Tedoforo alle Olimpiadi invernali di Torino 2006, testimonial AIRC per la lotta al cancro, nel maggio 2008 ha disputato un torneo di golf a scopo benefico organizzato dalla fondazione Vialli e Mauro. Sono stati raccolti più di 100 mila euro a favore della ricerca contro la sla. 

Uomo adidas (ma anche Luxottica, Pepsi, Disney e CEPU) da una vita, ha fatto la storia degli spot tv con i gemellini «Noi tifiamo Napoli, tiè» e il celebre uccellino dell’acqua Uliveto, storico sponsor della nazionale. Le malelingue sostengono che qualche chiamata azzurra sia stata figlia del rendimento anche fuori del campo. Cattiverie sublimate nelle polemiche per la convocazione per Euro2004, data per certa dalla Panini – per esigenze tipografiche – ben prima che fosse diramata dal Ct Roberto Donadoni. Per cautelarsi, invece, la Uliveto aveva in cantiere due versioni del commercial col trio Alex-suora-Chiabotto: una per il sì, l’altra per il no. Il colpo migliore di Alex sul set? Secondo Miss Italia 2004, «l’espressività del viso. La paragonerei, con le dovute proporzioni, alle sue punizioni». 

Durante il mondiale 2006, una società di marketing tedesca fornì una classifica in cui era Ronaldinho il calciatore col maggior valore di mercato pubblicitario: 47 milioni di euro. L’unico italiano, Del Piero, era 16° a 18. 

Ale è comparso sulle copertine dei videogiochi FIFA 2004 e FIFA World Cup Germany 2006, editi dalla Electronic Arts. E in quella italiana di Pro Evolution Soccer 2010, prodotto dalla Konami di cui è testimonial insieme a Lionel Messi. 
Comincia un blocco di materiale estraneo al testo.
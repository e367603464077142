//! Configuration for expression partitioning.
//!
//! Provides typed configuration with bon builders and environment variable
//! fallbacks.

use bon::bon;
use tacit_ir::{ExprKind, IndexExpr};

/// Predicate deciding whether an available expression is too small to hoist.
pub type TrivialPredicate = fn(&IndexExpr) -> bool;

/// A lone immediate or a lone access to an order-0 tensor.
pub fn is_trivial_expr(expr: &IndexExpr) -> bool {
    match expr.node().map(|node| node.kind()) {
        Some(ExprKind::Immediate(_)) => true,
        Some(ExprKind::Access(access)) => access.tensor_var().order() == 0,
        _ => false,
    }
}

/// Configuration of [`crate::get_available_expressions_with`].
#[derive(Debug, Clone, Copy)]
pub struct AvailableExprConfig {
    /// Drop available expressions matching `predicate` from the result.
    pub elide_trivial: bool,
    /// What counts as trivial. Defaults to [`is_trivial_expr`].
    pub predicate: TrivialPredicate,
}

impl Default for AvailableExprConfig {
    fn default() -> Self {
        Self { elide_trivial: false, predicate: is_trivial_expr }
    }
}

#[bon]
impl AvailableExprConfig {
    /// Create a configuration with builder pattern.
    #[builder]
    pub fn builder(
        #[builder(default = false)] elide_trivial: bool,
        #[builder(default = is_trivial_expr as TrivialPredicate)] predicate: TrivialPredicate,
    ) -> Self {
        Self { elide_trivial, predicate }
    }

    /// Create configuration from environment variables.
    ///
    /// # Environment Variables
    ///
    /// * `TACIT_ELIDE_TRIVIAL` - Elide trivial available expressions when set to anything other than `0`
    pub fn from_env() -> Self {
        let elide_trivial = std::env::var("TACIT_ELIDE_TRIVIAL").is_ok_and(|v| v != "0");
        Self { elide_trivial, ..Default::default() }
    }

    /// Elide expressions matching `predicate` instead of the default.
    pub fn with_predicate(self, predicate: TrivialPredicate) -> Self {
        Self { elide_trivial: true, predicate }
    }

    /// Whether `expr` is dropped from the available expressions.
    pub fn elides(&self, expr: &IndexExpr) -> bool {
        self.elide_trivial && (self.predicate)(expr)
    }
}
Il fenomeno Del Piero non poteva che confermarsi tale sugli scaffali. Per i fini più nobili, come i volumi (e i calendari) fotografici realizzati per i bambini dell’ospedale Gaslini di Genova, o commerciali, come le autobiografie illustrate prodotte dal suo entourage come 10+ Il mio mondo in un numero (Mondadori) o Semplicemente Del Piero (Logos). Un cognome, un campione, un brand. 

CHRISTIAN GIORDANO
Guerin Sportivo n. 30, 28 luglio - 3 agosto 2009

Che fine ha fatto? 
Due anni così così al Sydney, in Australia, lo hanno reso ancor più cittadino del mondo e iconcina globale. Oggi fa l’imprenditore stiloso e si divide fra il ruolo di talent per Sky Sport in Italia e la sua adorata Los Angeles. 

Vittorio Scantamburlo ci ha lasciati 86enne il primo ottobre 2016.